About this task. Pick out all lines of the entries that include the word "ListRequests" and copy them.

Saved entries.
▬▬▬▬▬▬▬▬▬▬
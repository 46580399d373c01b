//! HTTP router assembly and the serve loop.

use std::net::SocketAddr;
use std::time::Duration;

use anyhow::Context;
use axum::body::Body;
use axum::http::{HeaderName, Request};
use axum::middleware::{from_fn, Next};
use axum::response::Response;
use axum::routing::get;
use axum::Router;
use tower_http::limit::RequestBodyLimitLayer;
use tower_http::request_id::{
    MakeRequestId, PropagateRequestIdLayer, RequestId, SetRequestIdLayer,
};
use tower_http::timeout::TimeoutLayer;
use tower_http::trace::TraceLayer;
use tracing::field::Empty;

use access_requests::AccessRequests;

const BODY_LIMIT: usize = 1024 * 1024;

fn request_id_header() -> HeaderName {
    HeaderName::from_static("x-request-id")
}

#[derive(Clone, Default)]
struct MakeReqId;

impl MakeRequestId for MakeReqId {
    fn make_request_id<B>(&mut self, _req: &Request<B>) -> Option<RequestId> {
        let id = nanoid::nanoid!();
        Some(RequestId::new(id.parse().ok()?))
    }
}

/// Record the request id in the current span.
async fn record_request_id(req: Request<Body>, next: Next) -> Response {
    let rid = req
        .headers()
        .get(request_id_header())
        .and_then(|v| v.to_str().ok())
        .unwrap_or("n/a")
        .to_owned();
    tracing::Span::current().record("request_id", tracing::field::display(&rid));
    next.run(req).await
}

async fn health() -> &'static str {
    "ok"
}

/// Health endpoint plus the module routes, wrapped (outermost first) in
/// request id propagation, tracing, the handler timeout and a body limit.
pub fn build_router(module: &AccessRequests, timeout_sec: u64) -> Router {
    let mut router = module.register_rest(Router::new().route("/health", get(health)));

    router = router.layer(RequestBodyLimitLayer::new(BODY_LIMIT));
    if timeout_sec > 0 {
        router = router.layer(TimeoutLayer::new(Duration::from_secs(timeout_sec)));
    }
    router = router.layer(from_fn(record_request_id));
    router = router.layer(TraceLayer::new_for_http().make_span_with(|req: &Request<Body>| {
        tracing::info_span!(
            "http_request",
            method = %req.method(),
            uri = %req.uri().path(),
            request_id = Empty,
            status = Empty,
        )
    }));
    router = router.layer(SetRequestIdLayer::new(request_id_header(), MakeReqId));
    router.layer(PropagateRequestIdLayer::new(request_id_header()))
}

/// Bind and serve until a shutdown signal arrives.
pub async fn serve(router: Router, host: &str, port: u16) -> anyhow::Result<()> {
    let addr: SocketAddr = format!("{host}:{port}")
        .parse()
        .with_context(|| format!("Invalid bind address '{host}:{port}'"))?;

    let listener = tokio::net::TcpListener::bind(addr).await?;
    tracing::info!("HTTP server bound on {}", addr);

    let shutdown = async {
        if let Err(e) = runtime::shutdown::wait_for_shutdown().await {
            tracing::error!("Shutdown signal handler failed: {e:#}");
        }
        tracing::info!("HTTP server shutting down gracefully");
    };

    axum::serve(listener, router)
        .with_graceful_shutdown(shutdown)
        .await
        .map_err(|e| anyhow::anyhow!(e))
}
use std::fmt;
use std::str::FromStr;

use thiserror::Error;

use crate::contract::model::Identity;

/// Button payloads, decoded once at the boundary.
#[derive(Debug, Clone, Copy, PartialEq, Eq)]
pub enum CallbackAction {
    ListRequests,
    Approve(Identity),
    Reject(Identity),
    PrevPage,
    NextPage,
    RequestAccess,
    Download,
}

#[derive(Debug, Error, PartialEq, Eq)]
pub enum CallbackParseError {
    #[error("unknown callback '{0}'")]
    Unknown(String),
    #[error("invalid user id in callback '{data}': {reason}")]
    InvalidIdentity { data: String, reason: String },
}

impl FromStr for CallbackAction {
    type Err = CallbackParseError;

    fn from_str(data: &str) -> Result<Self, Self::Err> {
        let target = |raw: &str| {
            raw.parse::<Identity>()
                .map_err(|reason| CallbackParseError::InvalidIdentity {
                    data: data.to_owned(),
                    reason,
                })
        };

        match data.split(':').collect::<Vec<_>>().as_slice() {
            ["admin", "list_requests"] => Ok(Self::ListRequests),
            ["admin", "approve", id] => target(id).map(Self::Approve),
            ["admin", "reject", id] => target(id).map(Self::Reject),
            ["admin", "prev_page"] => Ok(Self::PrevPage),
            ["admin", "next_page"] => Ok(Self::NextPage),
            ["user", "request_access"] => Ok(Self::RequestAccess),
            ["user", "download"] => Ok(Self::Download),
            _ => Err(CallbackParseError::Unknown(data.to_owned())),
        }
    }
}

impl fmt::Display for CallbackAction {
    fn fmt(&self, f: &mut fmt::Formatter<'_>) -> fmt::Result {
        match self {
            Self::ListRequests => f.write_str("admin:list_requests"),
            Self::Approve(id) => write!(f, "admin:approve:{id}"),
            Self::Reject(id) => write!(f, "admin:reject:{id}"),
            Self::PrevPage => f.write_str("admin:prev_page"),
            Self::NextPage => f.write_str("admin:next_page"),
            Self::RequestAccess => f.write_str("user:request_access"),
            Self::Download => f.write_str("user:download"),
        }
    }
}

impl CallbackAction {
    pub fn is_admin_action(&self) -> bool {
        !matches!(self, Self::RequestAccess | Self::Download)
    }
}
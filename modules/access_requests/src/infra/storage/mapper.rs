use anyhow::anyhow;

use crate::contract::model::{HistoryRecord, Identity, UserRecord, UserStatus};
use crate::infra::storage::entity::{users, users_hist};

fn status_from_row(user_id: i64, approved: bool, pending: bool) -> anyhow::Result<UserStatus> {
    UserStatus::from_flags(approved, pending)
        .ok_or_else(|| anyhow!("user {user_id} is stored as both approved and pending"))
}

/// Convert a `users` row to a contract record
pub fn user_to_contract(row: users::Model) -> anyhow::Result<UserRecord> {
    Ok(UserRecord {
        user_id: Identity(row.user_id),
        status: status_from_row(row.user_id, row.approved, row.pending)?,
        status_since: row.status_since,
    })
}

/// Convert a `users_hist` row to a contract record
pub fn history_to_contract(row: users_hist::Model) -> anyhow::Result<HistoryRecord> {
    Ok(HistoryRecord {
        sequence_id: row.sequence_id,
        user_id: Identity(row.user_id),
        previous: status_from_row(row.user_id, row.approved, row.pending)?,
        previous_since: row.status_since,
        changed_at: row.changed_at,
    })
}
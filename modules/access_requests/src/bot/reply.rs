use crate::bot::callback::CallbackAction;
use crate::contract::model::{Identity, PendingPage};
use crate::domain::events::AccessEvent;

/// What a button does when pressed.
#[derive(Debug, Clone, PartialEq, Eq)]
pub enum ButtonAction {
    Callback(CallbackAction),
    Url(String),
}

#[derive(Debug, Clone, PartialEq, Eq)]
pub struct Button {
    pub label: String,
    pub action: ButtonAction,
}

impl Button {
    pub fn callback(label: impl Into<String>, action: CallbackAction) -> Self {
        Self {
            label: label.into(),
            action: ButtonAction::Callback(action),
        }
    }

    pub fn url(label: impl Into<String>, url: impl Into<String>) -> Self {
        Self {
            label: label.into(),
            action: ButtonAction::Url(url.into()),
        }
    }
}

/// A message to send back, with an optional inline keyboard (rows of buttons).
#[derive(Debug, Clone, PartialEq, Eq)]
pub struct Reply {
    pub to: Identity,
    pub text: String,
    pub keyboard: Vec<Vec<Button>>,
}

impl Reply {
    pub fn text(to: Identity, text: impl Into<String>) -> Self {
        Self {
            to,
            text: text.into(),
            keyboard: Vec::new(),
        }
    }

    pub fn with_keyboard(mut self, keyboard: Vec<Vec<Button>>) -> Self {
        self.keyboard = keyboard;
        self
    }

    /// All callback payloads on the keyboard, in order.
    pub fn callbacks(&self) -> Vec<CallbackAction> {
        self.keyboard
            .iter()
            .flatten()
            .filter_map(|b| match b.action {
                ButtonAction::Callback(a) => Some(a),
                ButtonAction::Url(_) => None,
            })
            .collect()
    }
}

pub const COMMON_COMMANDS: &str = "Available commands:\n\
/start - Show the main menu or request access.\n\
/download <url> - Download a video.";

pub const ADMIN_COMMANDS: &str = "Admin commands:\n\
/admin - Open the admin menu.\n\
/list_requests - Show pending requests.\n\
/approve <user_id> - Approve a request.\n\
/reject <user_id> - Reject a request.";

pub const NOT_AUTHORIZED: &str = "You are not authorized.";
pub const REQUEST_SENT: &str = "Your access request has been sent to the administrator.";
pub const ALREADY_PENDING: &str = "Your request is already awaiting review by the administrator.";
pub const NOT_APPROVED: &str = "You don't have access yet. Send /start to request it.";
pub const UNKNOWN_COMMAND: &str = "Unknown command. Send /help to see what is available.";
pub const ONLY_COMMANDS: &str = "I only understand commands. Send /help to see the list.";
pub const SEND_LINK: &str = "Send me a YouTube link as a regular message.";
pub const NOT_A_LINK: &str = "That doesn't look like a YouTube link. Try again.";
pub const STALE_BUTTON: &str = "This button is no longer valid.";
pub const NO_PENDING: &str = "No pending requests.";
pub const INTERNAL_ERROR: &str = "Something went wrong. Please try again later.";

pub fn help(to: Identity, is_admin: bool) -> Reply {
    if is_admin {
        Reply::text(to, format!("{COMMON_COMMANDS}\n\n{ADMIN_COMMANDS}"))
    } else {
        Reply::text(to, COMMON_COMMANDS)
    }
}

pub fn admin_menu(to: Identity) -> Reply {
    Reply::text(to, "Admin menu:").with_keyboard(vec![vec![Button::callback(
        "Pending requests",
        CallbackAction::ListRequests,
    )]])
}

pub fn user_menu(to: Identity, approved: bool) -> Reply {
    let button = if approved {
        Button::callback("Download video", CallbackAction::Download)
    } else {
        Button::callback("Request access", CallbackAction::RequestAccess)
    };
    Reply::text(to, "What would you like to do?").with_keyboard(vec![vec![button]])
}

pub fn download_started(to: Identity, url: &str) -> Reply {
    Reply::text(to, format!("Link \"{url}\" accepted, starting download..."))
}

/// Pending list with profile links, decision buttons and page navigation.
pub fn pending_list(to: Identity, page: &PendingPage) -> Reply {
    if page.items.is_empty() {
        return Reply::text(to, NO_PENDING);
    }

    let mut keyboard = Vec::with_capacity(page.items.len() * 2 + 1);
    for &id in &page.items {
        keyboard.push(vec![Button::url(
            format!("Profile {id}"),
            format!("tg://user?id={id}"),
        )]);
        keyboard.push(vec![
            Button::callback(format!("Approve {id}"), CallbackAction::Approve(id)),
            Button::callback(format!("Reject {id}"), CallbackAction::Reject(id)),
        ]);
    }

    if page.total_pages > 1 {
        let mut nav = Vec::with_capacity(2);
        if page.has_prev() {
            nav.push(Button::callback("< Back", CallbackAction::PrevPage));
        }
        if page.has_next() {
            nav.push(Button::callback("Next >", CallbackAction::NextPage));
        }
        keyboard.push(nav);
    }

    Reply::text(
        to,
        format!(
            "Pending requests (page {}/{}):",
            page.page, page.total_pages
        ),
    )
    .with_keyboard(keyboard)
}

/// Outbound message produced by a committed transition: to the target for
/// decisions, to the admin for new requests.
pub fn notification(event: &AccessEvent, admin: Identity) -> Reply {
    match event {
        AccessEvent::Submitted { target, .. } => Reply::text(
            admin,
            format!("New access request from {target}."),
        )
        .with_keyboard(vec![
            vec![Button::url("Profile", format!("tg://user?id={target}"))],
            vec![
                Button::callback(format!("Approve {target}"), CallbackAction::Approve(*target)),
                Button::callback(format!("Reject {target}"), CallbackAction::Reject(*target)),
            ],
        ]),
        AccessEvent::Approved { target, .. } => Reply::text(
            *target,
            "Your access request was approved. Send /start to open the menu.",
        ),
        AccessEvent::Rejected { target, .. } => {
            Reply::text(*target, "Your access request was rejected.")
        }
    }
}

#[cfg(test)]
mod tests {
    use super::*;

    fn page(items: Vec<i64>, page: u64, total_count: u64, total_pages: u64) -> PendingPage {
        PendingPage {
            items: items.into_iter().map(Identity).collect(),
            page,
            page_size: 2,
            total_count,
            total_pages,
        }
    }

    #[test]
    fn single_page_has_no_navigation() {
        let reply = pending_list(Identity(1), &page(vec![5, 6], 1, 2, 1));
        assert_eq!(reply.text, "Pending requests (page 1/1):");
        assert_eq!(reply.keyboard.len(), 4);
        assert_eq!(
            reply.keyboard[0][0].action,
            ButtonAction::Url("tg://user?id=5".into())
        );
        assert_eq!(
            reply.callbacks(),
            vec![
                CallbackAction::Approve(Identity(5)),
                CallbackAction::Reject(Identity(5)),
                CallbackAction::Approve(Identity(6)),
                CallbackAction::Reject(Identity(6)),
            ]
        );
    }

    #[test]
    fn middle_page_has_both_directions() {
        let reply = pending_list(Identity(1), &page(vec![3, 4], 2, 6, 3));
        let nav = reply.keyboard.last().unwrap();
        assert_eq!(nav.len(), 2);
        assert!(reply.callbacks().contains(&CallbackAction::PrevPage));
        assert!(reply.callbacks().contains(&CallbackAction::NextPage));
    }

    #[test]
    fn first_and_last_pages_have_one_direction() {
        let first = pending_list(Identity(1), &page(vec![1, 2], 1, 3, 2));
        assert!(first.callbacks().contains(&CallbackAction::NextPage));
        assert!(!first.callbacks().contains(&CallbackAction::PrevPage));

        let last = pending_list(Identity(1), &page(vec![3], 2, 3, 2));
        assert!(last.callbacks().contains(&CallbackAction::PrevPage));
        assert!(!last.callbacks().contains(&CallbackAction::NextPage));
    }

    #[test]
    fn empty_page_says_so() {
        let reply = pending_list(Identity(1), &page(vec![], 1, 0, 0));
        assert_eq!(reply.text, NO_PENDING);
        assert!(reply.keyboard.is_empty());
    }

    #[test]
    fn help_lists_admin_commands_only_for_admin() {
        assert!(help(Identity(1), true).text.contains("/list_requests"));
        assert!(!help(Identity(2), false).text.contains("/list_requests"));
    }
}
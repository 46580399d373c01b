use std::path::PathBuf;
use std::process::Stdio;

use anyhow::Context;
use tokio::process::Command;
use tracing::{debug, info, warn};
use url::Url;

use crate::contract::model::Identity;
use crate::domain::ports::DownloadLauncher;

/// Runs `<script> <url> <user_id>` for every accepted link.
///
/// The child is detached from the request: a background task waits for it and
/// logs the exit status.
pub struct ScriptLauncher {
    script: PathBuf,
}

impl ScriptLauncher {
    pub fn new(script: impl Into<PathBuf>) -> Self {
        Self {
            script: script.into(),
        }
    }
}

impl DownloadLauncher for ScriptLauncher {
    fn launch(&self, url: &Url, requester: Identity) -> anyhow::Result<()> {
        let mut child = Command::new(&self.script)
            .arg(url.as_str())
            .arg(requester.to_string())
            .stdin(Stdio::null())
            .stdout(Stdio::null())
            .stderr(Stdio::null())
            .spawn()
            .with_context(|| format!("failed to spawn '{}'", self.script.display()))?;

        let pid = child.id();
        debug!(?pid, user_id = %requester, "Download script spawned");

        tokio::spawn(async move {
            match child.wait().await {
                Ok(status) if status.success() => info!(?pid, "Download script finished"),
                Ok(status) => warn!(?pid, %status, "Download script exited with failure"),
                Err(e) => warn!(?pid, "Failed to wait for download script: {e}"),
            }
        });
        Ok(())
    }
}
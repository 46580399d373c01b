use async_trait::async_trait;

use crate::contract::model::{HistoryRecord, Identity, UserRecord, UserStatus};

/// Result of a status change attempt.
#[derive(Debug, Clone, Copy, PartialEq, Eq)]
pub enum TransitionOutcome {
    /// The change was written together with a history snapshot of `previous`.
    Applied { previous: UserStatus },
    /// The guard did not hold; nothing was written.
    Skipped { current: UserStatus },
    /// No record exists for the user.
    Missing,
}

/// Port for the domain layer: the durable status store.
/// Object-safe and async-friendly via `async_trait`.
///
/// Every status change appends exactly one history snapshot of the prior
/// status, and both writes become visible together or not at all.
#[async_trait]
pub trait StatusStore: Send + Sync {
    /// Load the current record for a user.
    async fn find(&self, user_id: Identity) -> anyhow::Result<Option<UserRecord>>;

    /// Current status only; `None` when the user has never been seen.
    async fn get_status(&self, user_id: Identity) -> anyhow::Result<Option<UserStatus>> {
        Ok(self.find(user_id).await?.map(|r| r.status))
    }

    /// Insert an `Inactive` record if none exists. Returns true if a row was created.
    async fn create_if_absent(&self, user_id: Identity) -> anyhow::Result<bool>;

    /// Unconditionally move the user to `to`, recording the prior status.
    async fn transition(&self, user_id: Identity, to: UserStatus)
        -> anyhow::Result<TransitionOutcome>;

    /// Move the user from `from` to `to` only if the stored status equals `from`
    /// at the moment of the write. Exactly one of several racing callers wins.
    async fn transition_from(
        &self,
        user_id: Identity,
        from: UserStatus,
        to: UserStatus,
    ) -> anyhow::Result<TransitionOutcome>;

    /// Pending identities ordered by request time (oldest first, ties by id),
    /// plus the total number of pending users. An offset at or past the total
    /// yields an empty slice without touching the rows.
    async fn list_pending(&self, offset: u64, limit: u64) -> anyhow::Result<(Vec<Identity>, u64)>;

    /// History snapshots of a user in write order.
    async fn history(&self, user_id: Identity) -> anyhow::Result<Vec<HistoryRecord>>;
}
▬▬▬▬▬▬▬▬▬▬
Response.
    ListRequests,
            ["admin", "list_requests"] => Ok(Self::ListRequests),
            Self::ListRequests => f.write_str("admin:list_requests"),
        CallbackAction::ListRequests,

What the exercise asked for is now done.